Lastly, a goal should be to put-up or shut-up. If the Pistons don't meet desired results, I don't want to be reading on Twitter how they will be better, when they obviously don't come through. We've heard the players say it, now go and do it. If you can't, then don't make these empty, PR-happy promises. As fans, we've heard it loud and clear, we know the effort is being put in. It's time for results now.
5. Will Rip and/or Tayshaun be on the roster at the end of the season?

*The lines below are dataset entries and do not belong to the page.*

//! Signal/slot system for Thicket.
//!
//! Signals are emitted by a model when its state changes, and connected slots
//! (callbacks) are invoked in response. A presentation layer uses them to keep
//! its visuals in step with the model without polling.
//!
//! # Key Types
//!
//! - [`Signal<Args>`] - The signal type for emitting notifications
//! - [`ConnectionId`] - Unique identifier returned when connecting a slot
//! - [`ConnectionGuard`] - RAII guard that disconnects when dropped
//!
//! # Invocation
//!
//! Every slot is called directly, on the emitting thread, before `emit`
//! returns. There is no queued delivery: model operations run to completion
//! and their notifications complete with them.
//!
//! Slots are snapshotted before invocation, so a slot may connect or
//! disconnect slots on the same signal while it runs. Changes made that way
//! take effect from the next emission.
//!
//! # Example
//!
//! ```
//! use thicket_core::Signal;
//!
//! // Create a signal that passes a string argument
//! let label_changed = Signal::<String>::new();
//!
//! // Connect a slot (closure)
//! let conn_id = label_changed.connect(|text| {
//!     println!("Label changed to: {}", text);
//! });
//!
//! // Emit the signal
//! label_changed.emit("scan_01".to_string());
//!
//! // Disconnect when done
//! label_changed.disconnect(conn_id);
//! ```

use std::sync::Arc;
use std::sync::atomic::{AtomicBool, AtomicU64, Ordering};

use parking_lot::Mutex;
use slotmap::{SlotMap, new_key_type};

use crate::logging::targets;

new_key_type! {
    /// A unique identifier for a signal-slot connection.
    ///
    /// Use this ID to disconnect a specific connection via [`Signal::disconnect`].
    /// The ID remains valid until the connection is explicitly disconnected or
    /// the signal is dropped.
    pub struct ConnectionId;
}

type Slot<Args> = Arc<dyn Fn(&Args) + Send + Sync>;

/// A connected slot tagged with the order it was connected in.
///
/// Slot-map keys are reused after disconnection, so iteration order of the
/// map says nothing about connection order.
struct Connection<Args> {
    seq: u64,
    slot: Slot<Args>,
}

/// A type-safe signal that can have multiple connected slots.
///
/// When a signal is emitted, all connected slots are invoked with the
/// provided arguments, in connection order.
///
/// # Type Parameter
///
/// - `Args`: The argument type passed to connected slots. Use `()` for signals
///   with no arguments, or a tuple like `(ItemRef, CheckState)` for several.
pub struct Signal<Args> {
    /// All active connections.
    connections: Mutex<SlotMap<ConnectionId, Connection<Args>>>,
    /// Sequence number handed to the next connection.
    next_seq: AtomicU64,
    /// Whether signal emission is temporarily blocked.
    blocked: AtomicBool,
}

impl<Args> Default for Signal<Args> {
    fn default() -> Self {
        Self::new()
    }
}

impl<Args> std::fmt::Debug for Signal<Args> {
    fn fmt(&self, f: &mut std::fmt::Formatter<'_>) -> std::fmt::Result {
        f.debug_struct("Signal")
            .field("connections", &self.connection_count())
            .field("blocked", &self.is_blocked())
            .finish()
    }
}

impl<Args> Signal<Args> {
    /// Create a new signal with no connections.
    pub fn new() -> Self {
        Self {
            connections: Mutex::new(SlotMap::with_key()),
            next_seq: AtomicU64::new(0),
            blocked: AtomicBool::new(false),
        }
    }

    /// Connect a slot (closure) to this signal.
    ///
    /// Returns a `ConnectionId` that can be used to disconnect the slot later.
    ///
    /// # Example
    ///
    /// ```
    /// use thicket_core::Signal;
    ///
    /// let signal = Signal::<usize>::new();
    /// let id = signal.connect(|row| println!("group {row} inserted"));
    /// signal.emit(3);
    /// assert!(signal.disconnect(id));
    /// ```
    pub fn connect<F>(&self, slot: F) -> ConnectionId
    where
        F: Fn(&Args) + Send + Sync + 'static,
    {
        let seq = self.next_seq.fetch_add(1, Ordering::Relaxed);
        self.connections.lock().insert(Connection {
            seq,
            slot: Arc::new(slot),
        })
    }

    /// Connect a slot with automatic disconnection when the guard is dropped.
    ///
    /// # Example
    ///
    /// ```
    /// use thicket_core::Signal;
    /// use std::sync::atomic::{AtomicI32, Ordering};
    /// use std::sync::Arc;
    ///
    /// let signal = Signal::<i32>::new();
    /// let counter = Arc::new(AtomicI32::new(0));
    /// {
    ///     let counter_clone = counter.clone();
    ///     let _guard = signal.connect_scoped(move |&n| {
    ///         counter_clone.fetch_add(n, Ordering::SeqCst);
    ///     });
    ///     signal.emit(42);
    /// }
    /// signal.emit(43);
    /// assert_eq!(counter.load(Ordering::SeqCst), 42);
    /// ```
    pub fn connect_scoped<F>(&self, slot: F) -> ConnectionGuard<'_, Args>
    where
        F: Fn(&Args) + Send + Sync + 'static,
    {
        let id = self.connect(slot);
        ConnectionGuard { signal: self, id }
    }

    /// Disconnect a specific slot by its connection ID.
    ///
    /// Returns `true` if the connection was found and removed, `false` otherwise.
    pub fn disconnect(&self, id: ConnectionId) -> bool {
        self.connections.lock().remove(id).is_some()
    }

    /// Disconnect all slots from this signal.
    pub fn disconnect_all(&self) {
        self.connections.lock().clear();
    }

    /// Get the number of connected slots.
    pub fn connection_count(&self) -> usize {
        self.connections.lock().len()
    }

    /// Block signal emission temporarily.
    ///
    /// While blocked, calls to `emit()` do nothing. Useful during bulk
    /// rebuilds to suppress a flood of per-item notifications.
    pub fn set_blocked(&self, blocked: bool) {
        self.blocked.store(blocked, Ordering::SeqCst);
    }

    /// Check if signal emission is currently blocked.
    pub fn is_blocked(&self) -> bool {
        self.blocked.load(Ordering::SeqCst)
    }

    /// Emit the signal, invoking all connected slots.
    ///
    /// If the signal is blocked, this does nothing.
    #[tracing::instrument(skip_all, target = "thicket_core::signal", level = "trace")]
    pub fn emit(&self, args: Args) {
        if self.is_blocked() {
            tracing::trace!(target: targets::SIGNAL, "signal blocked, skipping emit");
            return;
        }

        let slots: Vec<Slot<Args>> = {
            let connections = self.connections.lock();
            let mut ordered: Vec<&Connection<Args>> = connections.values().collect();
            ordered.sort_unstable_by_key(|connection| connection.seq);
            ordered.iter().map(|connection| connection.slot.clone()).collect()
        };
        tracing::trace!(target: targets::SIGNAL, connection_count = slots.len(), "emitting signal");

        for slot in slots {
            slot(&args);
        }
    }
}

/// A connection guard that automatically disconnects when dropped.
///
/// Created via [`Signal::connect_scoped`]. The guard borrows the signal, so
/// the borrow checker keeps the signal alive for as long as the guard.
pub struct ConnectionGuard<'a, Args> {
    signal: &'a Signal<Args>,
    id: ConnectionId,
}

impl<Args> ConnectionGuard<'_, Args> {
    /// The ID of the guarded connection.
    pub fn id(&self) -> ConnectionId {
        self.id
    }
}

impl<Args> std::fmt::Debug for ConnectionGuard<'_, Args> {
    fn fmt(&self, f: &mut std::fmt::Formatter<'_>) -> std::fmt::Result {
        f.debug_struct("ConnectionGuard").field("id", &self.id).finish()
    }
}

impl<Args> Drop for ConnectionGuard<'_, Args> {
    fn drop(&mut self) {
        let _ = self.signal.disconnect(self.id);
    }
}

The last question is made up by the previewer. I started getting really sweaty trying to think of something unique, so I went with the most unoriginal question, which everybody wants answered right now. I don't have the answer and I'm willing to bet that Dumars doesn't either. In an ideal world, the Pistons shock it and win 45-plus games, making Rip and Tayshaun instrumental to any type of playoff push (and the said 45-plus wins). That probably isn't going to happen, so the decision will hinge on what kind of return Dumars is capable of receiving for one or both of the long-time Pistons. As we all know, Tayshaun is an expiring contract, so he becomes increasingly more valuable to teams looking to shed salary before 2011 free agency, but that also makes his expiring valuable to the Pistons who may want to extend Stuckey and hopefully make a play for restricted free agent Marc Gasol. If I was held at gunpoint and had to pick only one of the two that will be traded, I'd say Rip (and would probably get shot). Most of the rumors have centered around Rip, and Rip only, and it makes the most sense considering the guards galore make up of the roster. Of course, Rip also has arguably one of the worst contracts in the NBA, so he'd have to really pique the interest of a contender or somebody really desperate. I'd still put all my potato chips on him being dealt before Tayshaun. (And then I can write a really awesome story about how ironic it is that Prince is the last Piston from the 2004 championship squad to be traded or leave, even though he was the only one not voted into the All-Star game in 2006. Before you remind me that Ben Wallace is still on the Pistons, remember that he left for a little while!).
Projected Finish: Looking at my prediction from last year automatically triggers my gag reflex, so I promised myself I would err on the other side of 40 wins this year, if for no other reason than to not publicly embarrass myself again. 100% healthy, I still think the Pistons are a playoff team, without Monroe and McGrady. I can feel it all the way down in my plums, but, because I have this promise to myself, they'll have to be the first playoff team to win 36 regular season games since the '03-'04 Celtics to prove my plums right. 36-46. How did I pull that number out of a hat? Easy. I simply added last year's Win Shares together (a perfect 28 after taking out Kwame & Chucky) and added 8, which happens to be my third favorite number. Three is the number of championships the Pistons have won, so it worked out perfectly. Basic NBAsabr101.